Absa Kenya imports a telecom playbook in bid to reinvent retail banking

Absa Bank Kenya Plc has recruited one of Africa’s most influential mobile-money executives in a move that signals a deeper strategic shift underway in the continent’s banking industry. Sitoyo Lopokoiyit, the managing director of M-PESA Africa, will join Absa in April as chief executive for personal and private banking, marking a decisive turn toward a telecom-style digital operating model.

Lopokoiyit leaves M-PESA after four years in which he helped transform the platform from a payments utility into a financial super app serving 37 million monthly users across multiple African markets. His appointment underscores a growing realization among banks: retail banking is no longer defined by branches, balance sheets and loan books alone, but by platforms, distribution and data.

At Safaricom Plc, Lopokoiyit played a central role in launching Fuliza, the overdraft facility that normalized small, short-term credit for millions of users. As head of M-PESA Africa from 2021, he oversaw the layering of savings, credit, remittances and investment products onto the wallet’s core payments infrastructure. Absa’s decision to install him at the helm of its personal and private banking unit suggests the lender is seeking more than incremental digital upgrades. It is attempting to import mobile-money DNA directly into its retail franchise.

Kenya’s banks have historically relied on deposit growth and lending margins to drive earnings. But mobile-money platforms, led by M-PESA, have steadily captured the customer interface, controlling daily transaction flows and accumulating valuable behavioural data. For millions of users, mobile wallets not bank apps are now the primary point of financial interaction.

That shift has left traditional lenders facing a strategic risk: becoming regulated balance-sheet providers while fintechs and telecom platforms own the customer relationship. Absa’s recruitment of Lopokoiyit represents a deliberate counter-move.

Telecom operators think in terms of scale, user acquisition and layered monetisation. They optimise for frequency of engagement and ecosystem “stickiness” rather than product-by-product margins. Applied to retail banking, that mindset points toward app-first journeys, embedded credit, personalised pricing and cross-selling driven by transaction data.

The move reflects a broader convergence across African financial services. Fintech platforms are seeking cheaper funding and regulatory shelter, while banks are searching for digital agility and relevance. Absa appears to be betting that importing telecom leadership is faster and perhaps more effective than trying to engineer that transformation internally.

The Fuliza lesson

One of Lopokoiyit’s most consequential legacies is Fuliza, introduced in 2019. By allowing M-PESA users to complete transactions even when balances were insufficient, Safaricom created a new category of always-on, high-frequency credit. The product scaled rapidly, reshaping borrowing behaviour and generating significant fee income.

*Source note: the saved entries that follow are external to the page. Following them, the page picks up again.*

// ───────────────────────── Stage 6: CornersSolved ────────────────────

/// Pass state after corner solving.
#[must_use = "pipeline stages are consumed by advancing -- call .warp() to continue"]
pub struct CornersSolved<'c> {
    working: Working<'c>,
    binary: RgbaImage,
    mode: ProcessingMode,
    lines: PerSide<FittedLine>,
    corners: Quad,
}

impl<'c> CornersSolved<'c> {
    /// Corners in working-image coordinates.
    #[must_use]
    pub const fn corners(&self) -> &Quad {
        &self.corners
    }

    /// Resample the working copy into the canonical square.
    ///
    /// # Errors
    ///
    /// Returns [`PipelineError::DegenerateTransform`] when the corners do
    /// not define a projective transform.
    pub fn warp(self) -> Result<Warped, PipelineError> {
        let config = self.working.config;
        let (canvas, outside_pixels) =
            crate::warp::warp_to_square(&self.working.image, &self.corners, self.mode, config)?;
        Ok(Warped {
            result: PassResult {
                result_image: canvas,
                processed_binary_image: self.binary,
                mode_used: self.mode,
                lines: self.lines,
                corners: self.corners,
                working_scale: self.working.scale,
            },
            active_size: config.active_size(),
            outside_pixels,
        })
    }
}

// ───────────────────────── Stage 7: Warped ───────────────────────────

/// Final pass state.
#[must_use = "call .into_result() to take the pass output"]
pub struct Warped {
    result: PassResult,
    active_size: u32,
    outside_pixels: u64,
}

impl Warped {
    /// The canonical square.
    #[must_use]
    pub const fn result_image(&self) -> &RgbaImage {
        &self.result.result_image
    }

    /// Take the pass output.
    #[must_use]
    pub fn into_result(self) -> PassResult {
        self.result
    }
}

// ──────────────────────────── PipelineStage ──────────────────────────

/// Common interface of every stage type.
pub trait PipelineStage: Sized {
    /// Human-readable name of this stage.
    const NAME: &'static str;

    /// Zero-based index of this stage (`0` for [`Pending`] through `7`
    /// for [`Warped`]).
    const INDEX: usize;

    /// Metrics describing the work done to reach this stage, or `None`
    /// for [`Pending`].
    fn metrics(&self) -> Option<StageMetrics>;

    /// Processing mode, once decided.
    fn mode(&self) -> Option<ProcessingMode> {
        None
    }
}

impl PipelineStage for Pending<'_> {
    const NAME: &'static str = "source";
    const INDEX: usize = 0;

    fn metrics(&self) -> Option<StageMetrics> {
        None
    }
}

impl PipelineStage for Prepared<'_> {
    const NAME: &'static str = "prepare";
    const INDEX: usize = 1;

    fn metrics(&self) -> Option<StageMetrics> {
        Some(StageMetrics::Prepare {
            source_width: self.working.source.width,
            source_height: self.working.source.height,
            working_width: self.working.image.width(),
            working_height: self.working.image.height(),
            downsampled: self.downsampled,
        })
    }
}

impl PipelineStage for Binarized<'_> {
    const NAME: &'static str = "binarize";
    const INDEX: usize = 2;

    fn metrics(&self) -> Option<StageMetrics> {
        Some(StageMetrics::Binarize {
            mode: self.mode,
            forced: self.forced,
            peak: self.peak,
            foreground_pixels: self.foreground_pixels,
            total_pixels: Dimensions::of(&self.binary).pixel_count(),
        })
    }

    fn mode(&self) -> Option<ProcessingMode> {
        Some(self.mode)
    }
}

impl PipelineStage for Cleaned<'_> {
    const NAME: &'static str = "border";
    const INDEX: usize = 3;

    fn metrics(&self) -> Option<StageMetrics> {
        Some(StageMetrics::BorderClean {
            cleared_pixels: self.cleared_pixels,
            remaining_foreground: self.remaining_foreground,
        })
    }

    fn mode(&self) -> Option<ProcessingMode> {
        Some(self.mode)
    }
}

impl PipelineStage for Sampled<'_> {
    const NAME: &'static str = "sample";
    const INDEX: usize = 4;

    fn metrics(&self) -> Option<StageMetrics> {
        Some(StageMetrics::EdgeSampling {
            scan_lines: self.working.config.scan_lines,
            points: self.samples.map(Vec::len),
        })
    }

    fn mode(&self) -> Option<ProcessingMode> {
        Some(self.mode)
    }
}

impl PipelineStage for LinesFitted<'_> {
    const NAME: &'static str = "fit";
    const INDEX: usize = 5;

    fn metrics(&self) -> Option<StageMetrics> {
        Some(StageMetrics::LineFitting {
            kept: self.kept.clone(),
            inliers: self.inliers.clone(),
        })
    }

    fn mode(&self) -> Option<ProcessingMode> {
        Some(self.mode)
    }
}

impl PipelineStage for CornersSolved<'_> {
    const NAME: &'static str = "corners";
    const INDEX: usize = 6;

    fn metrics(&self) -> Option<StageMetrics> {
        Some(StageMetrics::CornerSolving {
            corners: self.corners,
        })
    }

    fn mode(&self) -> Option<ProcessingMode> {
        Some(self.mode)
    }
}

impl PipelineStage for Warped {
    const NAME: &'static str = "warp";
    const INDEX: usize = 7;

    fn metrics(&self) -> Option<StageMetrics> {
        Some(StageMetrics::Warp {
            output_size: self.result.result_image.width(),
            active_size: self.active_size,
            outside_pixels: self.outside_pixels,
        })
    }

    fn mode(&self) -> Option<ProcessingMode> {
        Some(self.result.mode_used)
    }
}

// ───────────────────────────── run_pass ──────────────────────────────

/// Times stage transitions and reports them.
struct Recorder<'a, C: Clock> {
    clock: &'a C,
    progress: &'a mut dyn ProgressSink,
    role: PassRole,
    mode: Option<ProcessingMode>,
    stages: Vec<StageDiagnostics>,
    total: Duration,
}

impl<C: Clock> Recorder<'_, C> {
    fn advance<S: PipelineStage>(
        &mut self,
        step: impl FnOnce() -> Result<S, PipelineError>,
    ) -> Result<S, PipelineError> {
        let start = self.clock.now();
        let outcome = step();
        let duration = self.clock.elapsed(&start);
        self.total += duration;
        let stage = outcome?;

        if let Some(mode) = stage.mode() {
            self.mode = Some(mode);
        }
        if let Some(metrics) = stage.metrics() {
            self.stages.push(StageDiagnostics {
                stage: S::NAME.to_string(),
                duration,
                metrics,
            });
        }
        emit(
            self.progress,
            &format!("{}: {} ({}/7)", self.role, S::NAME, S::INDEX),
        );
        Ok(stage)
    }

    fn run(
        &mut self,
        input: RgbaImage,
        forced: Option<ProcessingMode>,
        config: &NormalizeConfig,
        rng: &mut impl Rng,
    ) -> Result<PassResult, PipelineError> {
        let pending = Pass::new(input, forced, config);
        let prepared = self.advance(|| Ok(pending.prepare()))?;
        let binarized = self.advance(|| Ok(prepared.binarize()))?;
        let cleaned = self.advance(|| Ok(binarized.clean_border()))?;
        let sampled = self.advance(|| Ok(cleaned.sample_edges()))?;
        let fitted = self.advance(|| sampled.fit_lines(rng))?;
        let solved = self.advance(|| fitted.solve_corners())?;
        let warped = self.advance(|| solved.warp())?;
        Ok(warped.into_result())
    }
}

/// Run a full pass over `input`, timing every stage.
///
/// Returns the pass outcome together with its diagnostics. The
/// diagnostics are recorded whether or not the pass succeeds.
pub fn run_pass<C: Clock>(
    input: RgbaImage,
    forced: Option<ProcessingMode>,
    config: &NormalizeConfig,
    rng: &mut impl Rng,
    role: PassRole,
    clock: &C,
    progress: &mut dyn ProgressSink,
) -> (Result<PassResult, PipelineError>, PassDiagnostics) {
    let mut recorder = Recorder {
        clock,
        progress,
        role,
        mode: forced,
        stages: Vec::new(),
        total: Duration::ZERO,
    };

    let outcome = recorder.run(input, forced, config, rng);

    let diagnostics = PassDiagnostics {
        role,
        mode: outcome
            .as_ref()
            .map(|r| r.mode_used)
            .ok()
            .or(recorder.mode),
        stages: recorder.stages,
        duration: recorder.total,
        error: outcome.as_ref().err().map(ToString::to_string),
    };
    (outcome, diagnostics)
}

For banks, the lesson was stark. Unsecured lending can be both scalable and profitable when underwritten using real-time transaction data rather than traditional collateral models. As head of personal and private banking, Lopokoiyit will oversee the segment where unsecured consumer credit, deposits and entry-level wealth products converge a core profit engine for lenders.

Retail customers provide stable funding, while mass-affluent clients offer higher-margin opportunities in savings, investments and insurance. If Absa successfully integrates data-driven underwriting and telecom-style distribution into this segment, it could materially boost fee income and loan growth, particularly among younger, digitally native customers.

The Kenyan hire follows a series of senior leadership moves by Absa across the region, including high-profile appointments in South Africa. Such recruitment patterns often signal a broader transformation agenda rather than routine succession planning.

For Absa Kenya, the timing is critical. Competition is intensifying as Equity Group Holdings Plc and KCB Group Plc invest heavily in digital channels, while Safaricom continues to deepen M-PESA’s financial-services footprint. With banking penetration already relatively high and mobile-money usage near universal, future growth is likely to come from monetising digital behaviour rather than onboarding new customers.

Under Lopokoiyit, M-PESA accelerated its push toward a super-app model, bundling payments, savings, credit and investments into a single interface. Absa’s retail unit may now pursue a similar blueprint breaking down product silos in favour of a unified digital ecosystem.

Whether a heavily regulated bank can fully replicate telecom-style agility remains uncertain. Legacy systems, credit risk and compliance will impose limits. But the message behind the hire is unmistakable: in Kenya’s retail banking battle, scale and data now matter as much as capital.